The Office of Fair Trading in the United Kingdoms fined 129.2 million pounds on over one hundred construction firms that were found guilty for collusion on construction contracts. Many of the companies, admitting their violation before the court’s decision, got reduction for fines. This news revealed a kind of fraud in auctions. Bid rigging in this case, or collusion between companies that submit the bids, is the illegal behavior that works when competing companies conspire with each other to raise the price as government acquire the services from soliciting the bids. By deciding the winning bidder before the actual auction, companies that assume losing the auction in the beginning will submit complementary biddings, or cover biddings, whose prices are too high to be accepted. Thus the lowest bidder, though generally raising its price higher than the actual cost, will win the auction. Or in other cases, bidders would withdraw a submitted bid or stop bidding to let the designed bidder to win. The auctioneers ends up paying excessive amount of money from the taxpayers to the final winner of the auctions.
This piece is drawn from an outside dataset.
use super::errors::TaskError;


/// Результат одной задачи: значение программы воркера или ошибка задачи
pub type TaskResult<R, E> = Result<R, TaskError<E>>;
This kind of auctions in which sellers are the bidders to offer a price for service while commonly involving government is called procurement auction. The payoff for the bidder will be the price minus his true value, or in this case in cost of the construction. The pre-agreement between bidders allows the winning bidder to set the price higher than the true cost for the construction. The payoff thus will be very considerable. The idea of the all-pay auction can come into play as well. When companies know they are not winning, the time and energy spent on the bidding project will be limited, since the project is not meant to be competitive. The best way to keep the auction process fair and prevent this behavior of manipulating the auction result is to use a sealed-bid auction. As introduced in class, only the auctioneers in the game can see the bids from bidders in sealed-bid auctions. And due to this invisibility of bidding price, bidding rings formed by colluding parties can be broken when members of the rings don’t have the access to see each other’s bid, losing the ability to identify who actually break the agreement before auctions.